### WHAT YOU WILL DO
Copy out each line of the listing below that contains the word "PathBuf".

### SOURCE DATA
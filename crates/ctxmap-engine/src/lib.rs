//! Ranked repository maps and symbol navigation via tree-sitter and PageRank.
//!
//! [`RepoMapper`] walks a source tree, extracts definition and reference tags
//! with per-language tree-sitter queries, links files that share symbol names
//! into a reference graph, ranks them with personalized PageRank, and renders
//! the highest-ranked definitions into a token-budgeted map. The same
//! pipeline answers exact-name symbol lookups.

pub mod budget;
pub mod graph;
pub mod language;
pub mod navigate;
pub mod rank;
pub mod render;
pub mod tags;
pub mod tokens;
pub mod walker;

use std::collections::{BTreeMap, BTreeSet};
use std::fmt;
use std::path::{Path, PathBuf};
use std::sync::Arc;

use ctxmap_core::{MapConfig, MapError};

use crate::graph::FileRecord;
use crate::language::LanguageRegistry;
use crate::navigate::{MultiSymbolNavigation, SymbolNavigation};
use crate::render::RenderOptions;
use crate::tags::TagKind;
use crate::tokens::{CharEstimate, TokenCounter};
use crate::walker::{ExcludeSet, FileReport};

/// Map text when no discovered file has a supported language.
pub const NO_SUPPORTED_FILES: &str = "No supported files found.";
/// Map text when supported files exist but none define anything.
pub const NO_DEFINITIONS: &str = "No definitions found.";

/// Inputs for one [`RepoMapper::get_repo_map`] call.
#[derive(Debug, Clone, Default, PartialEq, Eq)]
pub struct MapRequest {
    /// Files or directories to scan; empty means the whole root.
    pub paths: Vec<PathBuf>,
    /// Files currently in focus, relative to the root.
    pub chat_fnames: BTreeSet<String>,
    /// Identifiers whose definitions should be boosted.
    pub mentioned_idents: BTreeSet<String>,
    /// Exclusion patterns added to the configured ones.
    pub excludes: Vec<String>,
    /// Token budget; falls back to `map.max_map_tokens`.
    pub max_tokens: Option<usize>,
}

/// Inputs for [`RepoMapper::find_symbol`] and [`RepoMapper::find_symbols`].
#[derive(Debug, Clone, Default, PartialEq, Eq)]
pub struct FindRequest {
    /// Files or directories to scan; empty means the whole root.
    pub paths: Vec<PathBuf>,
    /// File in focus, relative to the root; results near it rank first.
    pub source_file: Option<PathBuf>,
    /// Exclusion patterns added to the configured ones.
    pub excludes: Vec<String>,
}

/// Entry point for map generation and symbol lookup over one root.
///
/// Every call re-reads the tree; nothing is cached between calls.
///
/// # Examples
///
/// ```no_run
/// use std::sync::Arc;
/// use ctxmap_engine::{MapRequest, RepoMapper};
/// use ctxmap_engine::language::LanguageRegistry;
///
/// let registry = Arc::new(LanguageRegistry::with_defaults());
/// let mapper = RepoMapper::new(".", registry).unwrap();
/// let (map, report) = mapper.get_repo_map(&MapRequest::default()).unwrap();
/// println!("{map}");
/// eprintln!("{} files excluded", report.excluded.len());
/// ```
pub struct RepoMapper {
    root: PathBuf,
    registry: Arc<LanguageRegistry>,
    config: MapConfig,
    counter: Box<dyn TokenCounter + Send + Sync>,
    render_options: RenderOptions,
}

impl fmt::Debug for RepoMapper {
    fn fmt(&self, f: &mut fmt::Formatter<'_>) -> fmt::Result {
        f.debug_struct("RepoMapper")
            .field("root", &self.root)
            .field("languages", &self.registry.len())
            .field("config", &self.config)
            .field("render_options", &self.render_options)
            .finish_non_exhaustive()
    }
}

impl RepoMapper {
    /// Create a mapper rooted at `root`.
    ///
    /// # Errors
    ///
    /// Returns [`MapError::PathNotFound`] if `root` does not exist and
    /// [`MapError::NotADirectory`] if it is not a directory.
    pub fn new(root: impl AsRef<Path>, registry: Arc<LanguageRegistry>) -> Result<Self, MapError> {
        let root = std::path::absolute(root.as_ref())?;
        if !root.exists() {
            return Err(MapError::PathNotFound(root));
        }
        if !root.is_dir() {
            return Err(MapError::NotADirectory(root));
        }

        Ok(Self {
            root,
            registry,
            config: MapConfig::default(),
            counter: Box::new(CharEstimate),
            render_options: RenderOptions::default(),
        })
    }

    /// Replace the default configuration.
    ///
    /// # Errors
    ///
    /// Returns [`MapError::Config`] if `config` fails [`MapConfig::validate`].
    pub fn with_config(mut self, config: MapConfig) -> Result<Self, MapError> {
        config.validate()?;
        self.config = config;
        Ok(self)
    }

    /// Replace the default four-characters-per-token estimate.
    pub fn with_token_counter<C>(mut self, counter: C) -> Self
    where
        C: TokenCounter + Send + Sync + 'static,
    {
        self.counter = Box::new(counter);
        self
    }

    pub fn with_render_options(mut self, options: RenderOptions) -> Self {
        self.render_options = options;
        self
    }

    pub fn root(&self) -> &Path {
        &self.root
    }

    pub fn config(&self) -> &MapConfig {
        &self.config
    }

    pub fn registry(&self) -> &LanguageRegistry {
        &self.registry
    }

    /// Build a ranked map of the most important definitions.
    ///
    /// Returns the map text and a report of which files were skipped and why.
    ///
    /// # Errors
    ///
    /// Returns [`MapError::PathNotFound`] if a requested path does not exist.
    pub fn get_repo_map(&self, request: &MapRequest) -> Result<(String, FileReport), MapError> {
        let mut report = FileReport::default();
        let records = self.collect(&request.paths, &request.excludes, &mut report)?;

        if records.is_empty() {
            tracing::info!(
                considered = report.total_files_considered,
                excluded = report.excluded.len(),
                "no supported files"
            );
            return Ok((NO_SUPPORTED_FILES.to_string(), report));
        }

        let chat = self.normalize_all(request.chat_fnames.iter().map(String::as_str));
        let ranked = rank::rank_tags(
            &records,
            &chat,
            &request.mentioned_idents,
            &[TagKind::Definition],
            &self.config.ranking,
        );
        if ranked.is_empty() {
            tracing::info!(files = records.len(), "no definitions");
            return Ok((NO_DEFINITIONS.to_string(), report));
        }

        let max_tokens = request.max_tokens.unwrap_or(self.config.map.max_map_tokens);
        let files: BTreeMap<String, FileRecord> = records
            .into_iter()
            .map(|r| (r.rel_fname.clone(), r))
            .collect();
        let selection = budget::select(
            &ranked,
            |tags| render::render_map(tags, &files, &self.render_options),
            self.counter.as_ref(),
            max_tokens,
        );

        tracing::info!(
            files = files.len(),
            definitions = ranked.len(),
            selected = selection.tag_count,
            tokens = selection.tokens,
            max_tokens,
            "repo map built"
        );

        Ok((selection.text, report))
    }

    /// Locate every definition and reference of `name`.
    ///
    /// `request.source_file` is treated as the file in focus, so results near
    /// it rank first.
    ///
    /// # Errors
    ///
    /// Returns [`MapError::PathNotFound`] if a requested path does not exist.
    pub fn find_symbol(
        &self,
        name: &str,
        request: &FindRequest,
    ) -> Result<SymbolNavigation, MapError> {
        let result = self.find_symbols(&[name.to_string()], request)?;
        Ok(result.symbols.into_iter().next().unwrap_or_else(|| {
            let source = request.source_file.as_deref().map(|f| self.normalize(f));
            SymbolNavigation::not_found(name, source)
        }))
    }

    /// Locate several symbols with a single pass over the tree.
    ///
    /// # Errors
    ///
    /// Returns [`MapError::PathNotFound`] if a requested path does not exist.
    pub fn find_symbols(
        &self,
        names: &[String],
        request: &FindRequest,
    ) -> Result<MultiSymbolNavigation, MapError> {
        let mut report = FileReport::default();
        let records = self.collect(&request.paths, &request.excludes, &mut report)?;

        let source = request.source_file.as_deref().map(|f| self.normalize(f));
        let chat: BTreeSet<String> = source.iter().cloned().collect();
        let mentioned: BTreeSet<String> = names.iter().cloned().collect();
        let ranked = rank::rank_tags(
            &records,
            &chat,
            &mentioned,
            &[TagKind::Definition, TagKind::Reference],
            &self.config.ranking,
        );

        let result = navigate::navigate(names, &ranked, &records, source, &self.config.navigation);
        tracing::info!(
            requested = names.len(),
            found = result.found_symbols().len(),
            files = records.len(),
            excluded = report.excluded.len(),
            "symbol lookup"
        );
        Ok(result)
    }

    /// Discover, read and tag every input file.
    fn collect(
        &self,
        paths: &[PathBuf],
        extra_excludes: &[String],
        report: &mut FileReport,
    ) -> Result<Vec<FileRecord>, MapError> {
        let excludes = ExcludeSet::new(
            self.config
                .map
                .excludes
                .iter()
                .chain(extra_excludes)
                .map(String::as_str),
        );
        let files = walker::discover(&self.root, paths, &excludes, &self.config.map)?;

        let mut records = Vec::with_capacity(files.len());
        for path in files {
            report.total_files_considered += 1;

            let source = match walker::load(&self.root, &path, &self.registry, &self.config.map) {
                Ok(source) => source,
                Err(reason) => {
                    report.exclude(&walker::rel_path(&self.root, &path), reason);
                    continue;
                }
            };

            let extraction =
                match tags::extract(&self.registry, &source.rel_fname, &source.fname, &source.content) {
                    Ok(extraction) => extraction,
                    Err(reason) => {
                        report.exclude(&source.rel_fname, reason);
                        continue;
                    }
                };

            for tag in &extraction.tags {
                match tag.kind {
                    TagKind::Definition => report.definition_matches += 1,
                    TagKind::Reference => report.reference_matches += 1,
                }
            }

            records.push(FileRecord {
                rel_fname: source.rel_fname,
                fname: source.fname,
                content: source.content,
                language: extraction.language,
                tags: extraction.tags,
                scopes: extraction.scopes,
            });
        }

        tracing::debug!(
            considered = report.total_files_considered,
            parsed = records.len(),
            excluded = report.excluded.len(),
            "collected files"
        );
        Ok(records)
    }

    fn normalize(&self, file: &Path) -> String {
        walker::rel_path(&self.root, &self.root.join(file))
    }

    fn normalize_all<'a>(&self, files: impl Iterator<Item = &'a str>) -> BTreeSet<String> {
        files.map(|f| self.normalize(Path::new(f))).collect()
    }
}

### EXPECTED ANSWER
use std::path::{Path, PathBuf};
    pub paths: Vec<PathBuf>,
    pub paths: Vec<PathBuf>,
    pub source_file: Option<PathBuf>,
    root: PathBuf,
        paths: &[PathBuf],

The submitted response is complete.